Material to process =
____________________

#[cfg(test)]
mod tests {
    use super::*;
    use serde_json::json;
    use vellum_model::Align;

    fn two_paragraphs() -> Editor {
        let mut editor = Editor::with_children(vec![
            Node::Element(Element::paragraph(vec![Node::Text(Text::plain("one"))])),
            Node::Element(Element::paragraph(vec![Node::Text(Text::plain("two"))])),
        ]);
        editor.select_range(Range::new(
            Point::new(vec![0, 0], 0),
            Point::new(vec![1, 0], 3),
        ));
        editor
    }

    #[test]
    fn wrap_then_unwrap_blocks_roundtrips() {
        let mut editor = two_paragraphs();
        editor
            .wrap_nodes(Element::block_quote(vec![]), false)
            .unwrap();
        assert_eq!(editor.children().len(), 1);
        let quote = editor.children()[0].as_element().unwrap();
        assert_eq!(quote.kind(), ElementKind::BlockQuote);
        assert_eq!(quote.children().len(), 2);

        editor
            .unwrap_nodes(&[ElementKind::BlockQuote], false)
            .unwrap();
        assert_eq!(editor.children().len(), 2);
        assert!(editor
            .children()
            .iter()
            .all(|n| n.kind() == Some(ElementKind::Paragraph)));
    }

    #[test]
    fn add_mark_splits_edges_and_marks_covered_leaves() {
        let mut editor = Editor::with_children(vec![Node::Element(Element::paragraph(vec![
            Node::Text(Text::plain("hello world")),
        ]))]);
        editor.select_range(Range::new(
            Point::new(vec![0, 0], 2),
            Point::new(vec![0, 0], 7),
        ));
        editor.add_mark(Mark::Bold, json!(true)).unwrap();

        let children = editor.children()[0].children().unwrap();
        assert_eq!(children.len(), 3);
        assert_eq!(children[0].as_text().unwrap().text, "he");
        assert_eq!(children[1].as_text().unwrap().text, "llo w");
        assert_eq!(children[1].as_text().unwrap().marks.bold, Some(true));
        assert_eq!(children[2].as_text().unwrap().text, "orld");
        assert_eq!(children[2].as_text().unwrap().marks.bold, None);
    }

    #[test]
    fn add_mark_on_caret_stages_pending_marks() {
        let mut editor = two_paragraphs();
        editor.select_range(Range::collapsed(Point::new(vec![0, 0], 1)));
        editor.add_mark(Mark::Italic, json!(true)).unwrap();
        assert_eq!(editor.marks().unwrap().italic, Some(true));
        // Nothing in the tree changed.
        let children = editor.children()[0].children().unwrap();
        assert_eq!(children.len(), 1);
        assert!(children[0].as_text().unwrap().marks.is_empty());
    }

    #[test]
    fn superscript_displaces_subscript() {
        let mut editor = Editor::with_children(vec![Node::Element(Element::paragraph(vec![
            Node::Text(Text::plain("x2")),
        ]))]);
        editor.select_range(Range::new(
            Point::new(vec![0, 0], 1),
            Point::new(vec![0, 0], 2),
        ));
        editor.add_mark(Mark::Subscript, json!(true)).unwrap();
        editor.select_range(Range::new(
            Point::new(vec![0, 1], 0),
            Point::new(vec![0, 1], 1),
        ));
        editor.add_mark(Mark::Superscript, json!(true)).unwrap();

        let children = editor.children()[0].children().unwrap();
        let marked = children[1].as_text().unwrap();
        assert_eq!(marked.marks.superscript, Some(true));
        assert_eq!(marked.marks.subscript, None);
    }

    #[test]
    fn insert_text_with_pending_marks_makes_a_styled_leaf() {
        let mut editor = Editor::with_children(vec![Node::Element(Element::paragraph(vec![
            Node::Text(Text::plain("hello")),
        ]))]);
        editor.select_range(Range::collapsed(Point::new(vec![0, 0], 5)));
        editor.add_mark(Mark::Bold, json!(true)).unwrap();
        editor.insert_text("!").unwrap();

        let children = editor.children()[0].children().unwrap();
        assert_eq!(children.len(), 2);
        assert_eq!(children[0].as_text().unwrap().text, "hello");
        let tail = children[1].as_text().unwrap();
        assert_eq!(tail.text, "!");
        assert_eq!(tail.marks.bold, Some(true));
        assert_eq!(
            editor.selection().clone().unwrap().anchor,
            Point::new(vec![0, 1], 1)
        );
    }

    #[test]
    fn insert_text_replaces_an_expanded_selection() {
        let mut editor = two_paragraphs();
        editor.select_range(Range::new(
            Point::new(vec![0, 0], 1),
            Point::new(vec![0, 0], 3),
        ));
        editor.insert_text("k").unwrap();
        let children = editor.children()[0].children().unwrap();
        assert_eq!(children[0].as_text().unwrap().text, "ok");
    }

    #[test]
    fn delete_selection_trims_edges_and_collapses() {
        let mut editor = Editor::with_children(vec![
            Node::Element(Element::paragraph(vec![Node::Text(Text::plain("hello"))])),
            Node::Element(Element::paragraph(vec![Node::Text(Text::plain("world"))])),
        ]);
        editor.select_range(Range::new(
            Point::new(vec![0, 0], 2),
            Point::new(vec![1, 0], 3),
        ));
        editor.delete_selection().unwrap();

        assert_eq!(
            editor.children()[0].children().unwrap()[0]
                .as_text()
                .unwrap()
                .text,
            "he"
        );
        assert_eq!(
            editor.children()[1].children().unwrap()[0]
                .as_text()
                .unwrap()
                .text,
            "ld"
        );
        let selection = editor.selection().clone().unwrap();
        assert!(selection.is_collapsed());
        assert_eq!(selection.anchor, Point::new(vec![0, 0], 2));
    }

    #[test]
    fn delete_selection_removes_interior_blocks() {
        let mut editor = Editor::with_children(vec![
            Node::Element(Element::paragraph(vec![Node::Text(Text::plain("aaa"))])),
            Node::Element(Element::paragraph(vec![Node::Text(Text::plain("bbb"))])),
            Node::Element(Element::paragraph(vec![Node::Text(Text::plain("ccc"))])),
        ]);
        editor.select_range(Range::new(
            Point::new(vec![0, 0], 1),
            Point::new(vec![2, 0], 2),
        ));
        editor.delete_selection().unwrap();
        assert_eq!(editor.children().len(), 2);
        assert_eq!(
            editor.children()[0].children().unwrap()[0]
                .as_text()
                .unwrap()
                .text,
            "a"
        );
        assert_eq!(
            editor.children()[1].children().unwrap()[0]
                .as_text()
                .unwrap()
                .text,
            "c"
        );
    }

    #[test]
    fn set_node_properties_patches_and_undoes() {
        let mut editor = two_paragraphs();
        let mut props = PropertyMap::new();
        props.insert("align".into(), json!("center"));
        editor
            .set_node_properties(Target::LowestBlocks, &props)
            .unwrap();
        assert!(editor
            .children()
            .iter()
            .all(|n| n.as_element().unwrap().align() == Some(Align::Center)));

        editor.undo().unwrap();
        assert!(editor
            .children()
            .iter()
            .all(|n| n.as_element().unwrap().align().is_none()));
    }

    #[test]
    fn insert_blocks_replaces_a_lone_empty_paragraph() {
        let mut editor = Editor::new();
        editor.select_range(Range::collapsed(Point::new(vec![0, 0], 0)));
        editor
            .insert_nodes(vec![Node::Element(Element::image("a.png"))], None)
            .unwrap();
        assert_eq!(editor.children().len(), 1);
        assert_eq!(editor.children()[0].kind(), Some(ElementKind::Image));
    }

    #[test]
    fn no_selection_is_a_no_op() {
        let mut editor = Editor::with_children(vec![Node::Element(Element::paragraph(vec![
            Node::Text(Text::plain("still here")),
        ]))]);
        let before = editor.children().to_vec();
        editor.add_mark(Mark::Bold, json!(true)).unwrap();
        editor.wrap_nodes(Element::block_quote(vec![]), false).unwrap();
        editor.insert_text("nope").unwrap();
        editor.delete_selection().unwrap();
        assert_eq!(editor.children(), before.as_slice());
    }
}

____________________

What is needed =
Your task is to restate every record word for word.

Exercise response =
#[cfg(test)]
mod tests {
    use super::*;
    use serde_json::json;
    use vellum_model::Align;

    fn two_paragraphs() -> Editor {
        let mut editor = Editor::with_children(vec![
            Node::Element(Element::paragraph(vec![Node::Text(Text::plain("one"))])),
            Node::Element(Element::paragraph(vec![Node::Text(Text::plain("two"))])),
        ]);
        editor.select_range(Range::new(
            Point::new(vec![0, 0], 0),
            Point::new(vec![1, 0], 3),
        ));
        editor
    }

    #[test]
    fn wrap_then_unwrap_blocks_roundtrips() {
        let mut editor = two_paragraphs();
        editor
            .wrap_nodes(Element::block_quote(vec![]), false)
            .unwrap();
        assert_eq!(editor.children().len(), 1);
        let quote = editor.children()[0].as_element().unwrap();
        assert_eq!(quote.kind(), ElementKind::BlockQuote);
        assert_eq!(quote.children().len(), 2);

        editor
            .unwrap_nodes(&[ElementKind::BlockQuote], false)
            .unwrap();
        assert_eq!(editor.children().len(), 2);
        assert!(editor
            .children()
            .iter()
            .all(|n| n.kind() == Some(ElementKind::Paragraph)));
    }

    #[test]
    fn add_mark_splits_edges_and_marks_covered_leaves() {
        let mut editor = Editor::with_children(vec![Node::Element(Element::paragraph(vec![
            Node::Text(Text::plain("hello world")),
        ]))]);
        editor.select_range(Range::new(
            Point::new(vec![0, 0], 2),
            Point::new(vec![0, 0], 7),
        ));
        editor.add_mark(Mark::Bold, json!(true)).unwrap();

        let children = editor.children()[0].children().unwrap();
        assert_eq!(children.len(), 3);
        assert_eq!(children[0].as_text().unwrap().text, "he");
        assert_eq!(children[1].as_text().unwrap().text, "llo w");
        assert_eq!(children[1].as_text().unwrap().marks.bold, Some(true));
        assert_eq!(children[2].as_text().unwrap().text, "orld");
        assert_eq!(children[2].as_text().unwrap().marks.bold, None);
    }

    #[test]
    fn add_mark_on_caret_stages_pending_marks() {
        let mut editor = two_paragraphs();
        editor.select_range(Range::collapsed(Point::new(vec![0, 0], 1)));
        editor.add_mark(Mark::Italic, json!(true)).unwrap();
        assert_eq!(editor.marks().unwrap().italic, Some(true));
        // Nothing in the tree changed.
        let children = editor.children()[0].children().unwrap();
        assert_eq!(children.len(), 1);
        assert!(children[0].as_text().unwrap().marks.is_empty());
    }

    #[test]
    fn superscript_displaces_subscript() {
        let mut editor = Editor::with_children(vec![Node::Element(Element::paragraph(vec![
            Node::Text(Text::plain("x2")),
        ]))]);
        editor.select_range(Range::new(
            Point::new(vec![0, 0], 1),
            Point::new(vec![0, 0], 2),
        ));
        editor.add_mark(Mark::Subscript, json!(true)).unwrap();
        editor.select_range(Range::new(
            Point::new(vec![0, 1], 0),
            Point::new(vec![0, 1], 1),
        ));
        editor.add_mark(Mark::Superscript, json!(true)).unwrap();

        let children = editor.children()[0].children().unwrap();
        let marked = children[1].as_text().unwrap();
        assert_eq!(marked.marks.superscript, Some(true));
        assert_eq!(marked.marks.subscript, None);
    }

    #[test]
    fn insert_text_with_pending_marks_makes_a_styled_leaf() {
        let mut editor = Editor::with_children(vec![Node::Element(Element::paragraph(vec![
            Node::Text(Text::plain("hello")),
        ]))]);
        editor.select_range(Range::collapsed(Point::new(vec![0, 0], 5)));
        editor.add_mark(Mark::Bold, json!(true)).unwrap();
        editor.insert_text("!").unwrap();

        let children = editor.children()[0].children().unwrap();
        assert_eq!(children.len(), 2);
        assert_eq!(children[0].as_text().unwrap().text, "hello");
        let tail = children[1].as_text().unwrap();
        assert_eq!(tail.text, "!");
        assert_eq!(tail.marks.bold, Some(true));
        assert_eq!(
            editor.selection().clone().unwrap().anchor,
            Point::new(vec![0, 1], 1)
        );
    }

    #[test]
    fn insert_text_replaces_an_expanded_selection() {
        let mut editor = two_paragraphs();
        editor.select_range(Range::new(
            Point::new(vec![0, 0], 1),
            Point::new(vec![0, 0], 3),
        ));
        editor.insert_text("k").unwrap();
        let children = editor.children()[0].children().unwrap();
        assert_eq!(children[0].as_text().unwrap().text, "ok");
    }

    #[test]
    fn delete_selection_trims_edges_and_collapses() {
        let mut editor = Editor::with_children(vec![
            Node::Element(Element::paragraph(vec![Node::Text(Text::plain("hello"))])),
            Node::Element(Element::paragraph(vec![Node::Text(Text::plain("world"))])),
        ]);
        editor.select_range(Range::new(
            Point::new(vec![0, 0], 2),
            Point::new(vec![1, 0], 3),
        ));
        editor.delete_selection().unwrap();

        assert_eq!(
            editor.children()[0].children().unwrap()[0]
                .as_text()
                .unwrap()
                .text,
            "he"
        );
        assert_eq!(
            editor.children()[1].children().unwrap()[0]
                .as_text()
                .unwrap()
                .text,
            "ld"
        );
        let selection = editor.selection().clone().unwrap();
        assert!(selection.is_collapsed());
        assert_eq!(selection.anchor, Point::new(vec![0, 0], 2));
    }

    #[test]
    fn delete_selection_removes_interior_blocks() {
        let mut editor = Editor::with_children(vec![
            Node::Element(Element::paragraph(vec![Node::Text(Text::plain("aaa"))])),
            Node::Element(Element::paragraph(vec![Node::Text(Text::plain("bbb"))])),
            Node::Element(Element::paragraph(vec![Node::Text(Text::plain("ccc"))])),
        ]);
        editor.select_range(Range::new(
            Point::new(vec![0, 0], 1),
            Point::new(vec![2, 0], 2),
        ));
        editor.delete_selection().unwrap();
        assert_eq!(editor.children().len(), 2);
        assert_eq!(
            editor.children()[0].children().unwrap()[0]
                .as_text()
                .unwrap()
                .text,
            "a"
        );
        assert_eq!(
            editor.children()[1].children().unwrap()[0]
                .as_text()
                .unwrap()
                .text,
            "c"
        );
    }

    #[test]
    fn set_node_properties_patches_and_undoes() {
        let mut editor = two_paragraphs();
        let mut props = PropertyMap::new();
        props.insert("align".into(), json!("center"));
        editor
            .set_node_properties(Target::LowestBlocks, &props)
            .unwrap();
        assert!(editor
            .children()
            .iter()
            .all(|n| n.as_element().unwrap().align() == Some(Align::Center)));

        editor.undo().unwrap();
        assert!(editor
            .children()
            .iter()
            .all(|n| n.as_element().unwrap().align().is_none()));
    }

    #[test]
    fn insert_blocks_replaces_a_lone_empty_paragraph() {
        let mut editor = Editor::new();
        editor.select_range(Range::collapsed(Point::new(vec![0, 0], 0)));
        editor
            .insert_nodes(vec![Node::Element(Element::image("a.png"))], None)
            .unwrap();
        assert_eq!(editor.children().len(), 1);
        assert_eq!(editor.children()[0].kind(), Some(ElementKind::Image));
    }

    #[test]
    fn no_selection_is_a_no_op() {
        let mut editor = Editor::with_children(vec![Node::Element(Element::paragraph(vec![
            Node::Text(Text::plain("still here")),
        ]))]);
        let before = editor.children().to_vec();
        editor.add_mark(Mark::Bold, json!(true)).unwrap();
        editor.wrap_nodes(Element::block_quote(vec![]), false).unwrap();
        editor.insert_text("nope").unwrap();
        editor.delete_selection().unwrap();
        assert_eq!(editor.children(), before.as_slice());
    }
}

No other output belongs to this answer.